Collected data:
_ _ _ _

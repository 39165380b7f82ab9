//! The engine abstraction handlers depend on, and its bollard implementation.

use std::pin::Pin;

use async_trait::async_trait;
use bollard::Docker;
use bollard::container::{
    CreateContainerOptions, ListContainersOptions, LogsOptions, RemoveContainerOptions,
};
use bollard::exec::{CreateExecOptions, StartExecResults};
use bollard::image::{CreateImageOptions, ListImagesOptions, RemoveImageOptions};
use bollard::system::EventsOptions;
use bytes::Bytes;
use futures::{Stream, StreamExt, TryStreamExt};
use serde_json::{Value, json};

use super::connections::{self, ConnectionCounts, NETSTAT_COMMAND};
use super::demux;
use super::error::{DockerError, Result};
use super::types::{
    ContainerDetails, ContainerListItem, ContainerSpec, CreatedContainer, DockerEvent, ImageInfo,
    config_from_inspect,
};

/// Raw log bytes from a following log stream.
pub type ByteStream = Pin<Box<dyn Stream<Item = Result<Bytes>> + Send>>;

/// Progress messages of an image pull, as the daemon reports them.
pub type JsonStream = Pin<Box<dyn Stream<Item = Result<Value>> + Send>>;

/// The daemon's event feed.
pub type EventStream = Pin<Box<dyn Stream<Item = Result<DockerEvent>> + Send>>;

/// Operations the gateway performs against the Docker daemon.
#[async_trait]
pub trait DockerFacade: Send + Sync {
    async fn ping(&self) -> Result<()>;

    /// List containers; `all` includes stopped ones.
    async fn list_containers(&self, all: bool) -> Result<Vec<ContainerListItem>>;

    /// Inspect without sampling connections.
    async fn inspect_container(&self, id: &str) -> Result<ContainerDetails>;

    async fn create_container(&self, spec: &ContainerSpec) -> Result<CreatedContainer>;

    /// Replace a container with one built from `spec`.
    ///
    /// Not atomic: the old container is removed before the new one is
    /// created. If creation fails the old config is recreated, and if that
    /// also fails the original is gone.
    async fn update_container(&self, id: &str, spec: &ContainerSpec) -> Result<CreatedContainer>;

    async fn remove_container(&self, id: &str) -> Result<()>;
    async fn start_container(&self, id: &str) -> Result<()>;
    async fn stop_container(&self, id: &str) -> Result<()>;
    async fn restart_container(&self, id: &str) -> Result<()>;

    /// The last `tail` lines of stdout and stderr, headers stripped.
    async fn logs(&self, id: &str, tail: usize) -> Result<String>;

    /// Follow the log from now on. Fails up front if the container is missing.
    async fn follow_logs(&self, id: &str) -> Result<ByteStream>;

    /// Run `command` through `/bin/sh -c` and capture stdout and stderr.
    async fn exec(&self, id: &str, command: &str) -> Result<String>;

    async fn list_images(&self) -> Result<Vec<ImageInfo>>;

    /// Start pulling `image`.
    ///
    /// Failures the daemon reports inside the progress stream arrive as
    /// `Ok` messages carrying an `error` field.
    async fn pull_image(&self, image: &str) -> Result<JsonStream>;

    /// Force-remove an image.
    async fn remove_image(&self, image: &str) -> Result<()>;

    async fn events(&self) -> Result<EventStream>;

    /// Inspect, adding connection counts while the container is running.
    async fn container_details(&self, id: &str) -> Result<ContainerDetails> {
        let mut details = self.inspect_container(id).await?;
        if details.state.running {
            match self.connections(&details.id).await {
                Ok(counts) => details.connections = Some(counts),
                Err(e) => {
                    tracing::warn!(container = %details.id, error = %e, "Connection sampling failed")
                }
            }
        }
        Ok(details)
    }

    /// Established TCP connections inside one container, by local port.
    async fn connections(&self, id: &str) -> Result<ConnectionCounts> {
        let output = self.exec(id, NETSTAT_COMMAND).await?;
        Ok(connections::parse_netstat(&output))
    }

    /// Connection counts summed over every running container.
    ///
    /// Containers that cannot be sampled are skipped.
    async fn all_connections(&self) -> Result<ConnectionCounts> {
        let mut total = ConnectionCounts::new();
        for container in self.list_containers(false).await? {
            match self.connections(&container.id).await {
                Ok(counts) => connections::merge(&mut total, counts),
                Err(e) => {
                    tracing::debug!(container = %container.id, error = %e, "Skipping connection sample")
                }
            }
        }
        Ok(total)
    }
}

/// [`DockerFacade`] over a bollard client.
pub struct BollardFacade {
    docker: Docker,
    host_volume_dir: String,
}

impl BollardFacade {
    /// Connect using the environment's defaults (`DOCKER_HOST` or the local socket).
    pub fn connect(host_volume_dir: impl Into<String>) -> Result<Self> {
        let docker =
            Docker::connect_with_local_defaults().map_err(|e| DockerError::Unavailable {
                reason: e.to_string(),
            })?;
        Ok(Self::with_client(docker, host_volume_dir))
    }

    pub fn with_client(docker: Docker, host_volume_dir: impl Into<String>) -> Self {
        Self {
            docker,
            host_volume_dir: host_volume_dir.into(),
        }
    }

    async fn create_from_spec(&self, spec: &ContainerSpec) -> Result<CreatedContainer> {
        spec.validate()?;
        let config = spec.to_engine_config(&self.host_volume_dir)?;
        let options = spec.name.as_ref().map(|name| CreateContainerOptions {
            name: name.clone(),
            platform: None,
        });
        let response = self.docker.create_container(options, config).await?;
        Ok(CreatedContainer {
            id: response.id,
            warnings: response.warnings,
        })
    }

    fn log_options(follow: bool, tail: &str) -> LogsOptions<String> {
        LogsOptions {
            follow,
            stdout: true,
            stderr: true,
            timestamps: false,
            tail: tail.to_string(),
            ..Default::default()
        }
    }
}

#[async_trait]
impl DockerFacade for BollardFacade {
    async fn ping(&self) -> Result<()> {
        self.docker
            .ping()
            .await
            .map(|_| ())
            .map_err(|e| DockerError::Unavailable {
                reason: e.to_string(),
            })
    }

    async fn list_containers(&self, all: bool) -> Result<Vec<ContainerListItem>> {
        let options = ListContainersOptions::<String> {
            all,
            ..Default::default()
        };
        let containers = self.docker.list_containers(Some(options)).await?;
        Ok(containers.into_iter().map(ContainerListItem::from).collect())
    }

    async fn inspect_container(&self, id: &str) -> Result<ContainerDetails> {
        let inspect = self.docker.inspect_container(id, None).await?;
        Ok(ContainerDetails::from_inspect(inspect))
    }

    async fn create_container(&self, spec: &ContainerSpec) -> Result<CreatedContainer> {
        let created = self.create_from_spec(spec).await?;
        tracing::info!(id = %created.id, image = %spec.image, "Container created");
        Ok(created)
    }

    async fn update_container(&self, id: &str, spec: &ContainerSpec) -> Result<CreatedContainer> {
        spec.validate()?;
        let previous = self.docker.inspect_container(id, None).await?;
        let previous_name = previous
            .name
            .as_deref()
            .map(|n| n.trim_start_matches('/').to_string());

        self.docker.remove_container(id, None).await?;

        let mut spec = spec.clone();
        if spec.name.is_none() {
            spec.name = previous_name.clone();
        }

        match self.create_from_spec(&spec).await {
            Ok(created) => {
                tracing::info!(old = %id, new = %created.id, "Container updated");
                Ok(created)
            }
            Err(e) => {
                tracing::warn!(container = %id, error = %e, "Update failed, recreating previous container");
                let options = previous_name.map(|name| CreateContainerOptions {
                    name,
                    platform: None,
                });
                let rollback = match self
                    .docker
                    .create_container(options, config_from_inspect(&previous))
                    .await
                {
                    Ok(restored) => format!("recreated previous container as {}", restored.id),
                    Err(rollback_err) => {
                        tracing::error!(container = %id, error = %rollback_err, "Rollback failed, previous container lost");
                        format!("failed to recreate previous container: {}", rollback_err)
                    }
                };
                Err(DockerError::UpdateFailed {
                    reason: e.to_string(),
                    rollback,
                })
            }
        }
    }

    async fn remove_container(&self, id: &str) -> Result<()> {
        self.docker
            .remove_container(
                id,
                Some(RemoveContainerOptions {
                    v: false,
                    ..Default::default()
                }),
            )
            .await?;
        tracing::info!(container = %id, "Container removed");
        Ok(())
    }

    async fn start_container(&self, id: &str) -> Result<()> {
        self.docker
            .start_container::<String>(id, None)
            .await
            .map_err(DockerError::from)
    }

    async fn stop_container(&self, id: &str) -> Result<()> {
        self.docker
            .stop_container(id, None)
            .await
            .map_err(DockerError::from)
    }

    async fn restart_container(&self, id: &str) -> Result<()> {
        self.docker
            .restart_container(id, None)
            .await
            .map_err(DockerError::from)
    }

    async fn logs(&self, id: &str, tail: usize) -> Result<String> {
        let chunks: Vec<_> = self
            .docker
            .logs(id, Some(Self::log_options(false, &tail.to_string())))
            .try_collect()
            .await?;
        let mut raw = Vec::new();
        for chunk in chunks {
            raw.extend_from_slice(&chunk.into_bytes());
        }
        Ok(String::from_utf8_lossy(&demux::strip_lines(&raw)).into_owned())
    }

    async fn follow_logs(&self, id: &str) -> Result<ByteStream> {
        // The log endpoint only reports a missing container once polled
        self.docker.inspect_container(id, None).await?;
        let stream = self
            .docker
            .logs(id, Some(Self::log_options(true, "0")))
            .map(|item| item.map(|out| out.into_bytes()).map_err(DockerError::from));
        Ok(Box::pin(stream))
    }

    async fn exec(&self, id: &str, command: &str) -> Result<String> {
        let exec = self
            .docker
            .create_exec(
                id,
                CreateExecOptions {
                    cmd: Some(vec!["/bin/sh", "-c", command]),
                    attach_stdout: Some(true),
                    attach_stderr: Some(true),
                    tty: Some(false),
                    ..Default::default()
                },
            )
            .await?;

        let mut raw = Vec::new();
        if let StartExecResults::Attached { mut output, .. } =
            self.docker.start_exec(&exec.id, None).await?
        {
            while let Some(chunk) = output.next().await {
                raw.extend_from_slice(&chunk?.into_bytes());
            }
        }
        Ok(String::from_utf8_lossy(demux::strip_header(&raw)).into_owned())
    }

    async fn list_images(&self) -> Result<Vec<ImageInfo>> {
        let images = self
            .docker
            .list_images(Some(ListImagesOptions::<String> {
                all: false,
                ..Default::default()
            }))
            .await?;
        Ok(images.into_iter().map(ImageInfo::from).collect())
    }

    async fn pull_image(&self, image: &str) -> Result<JsonStream> {
        if image.trim().is_empty() {
            return Err(DockerError::InvalidRequest("image is required".to_string()));
        }
        tracing::info!(image = %image, "Pulling image");
        let options = CreateImageOptions {
            from_image: image.to_string(),
            ..Default::default()
        };
        let stream = self
            .docker
            .create_image(Some(options), None, None)
            .map(|item| match item {
                Ok(info) => serde_json::to_value(info).map_err(|e| {
                    DockerError::Unavailable {
                        reason: format!("undecodable pull progress: {}", e),
                    }
                }),
                Err(bollard::errors::Error::DockerStreamError { error }) => Ok(json!({
                    "errorDetail": { "message": error },
                    "error": error,
                })),
                Err(e) => Err(DockerError::from(e)),
            });
        Ok(Box::pin(stream))
    }

    async fn remove_image(&self, image: &str) -> Result<()> {
        self.docker
            .remove_image(
                image,
                Some(RemoveImageOptions {
                    force: true,
                    ..Default::default()
                }),
                None,
            )
            .await?;
        tracing::info!(image = %image, "Image removed");
        Ok(())
    }

    async fn events(&self) -> Result<EventStream> {
        let stream = self
            .docker
            .events(None::<EventsOptions<String>>)
            .map(|item| item.map(DockerEvent::from).map_err(DockerError::from));
        Ok(Box::pin(stream))
    }
}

_ _ _ _

Directions: Restate verbatim all lines from the start of the data through the line containing "use bollard::system::EventsOptions;", with both ends kept.

Problem solution:
repository 39165380b7f82ab9
//! The engine abstraction handlers depend on, and its bollard implementation.

use std::pin::Pin;

use async_trait::async_trait;
use bollard::Docker;
use bollard::container::{
    CreateContainerOptions, ListContainersOptions, LogsOptions, RemoveContainerOptions,
};
use bollard::exec::{CreateExecOptions, StartExecResults};
use bollard::image::{CreateImageOptions, ListImagesOptions, RemoveImageOptions};
use bollard::system::EventsOptions;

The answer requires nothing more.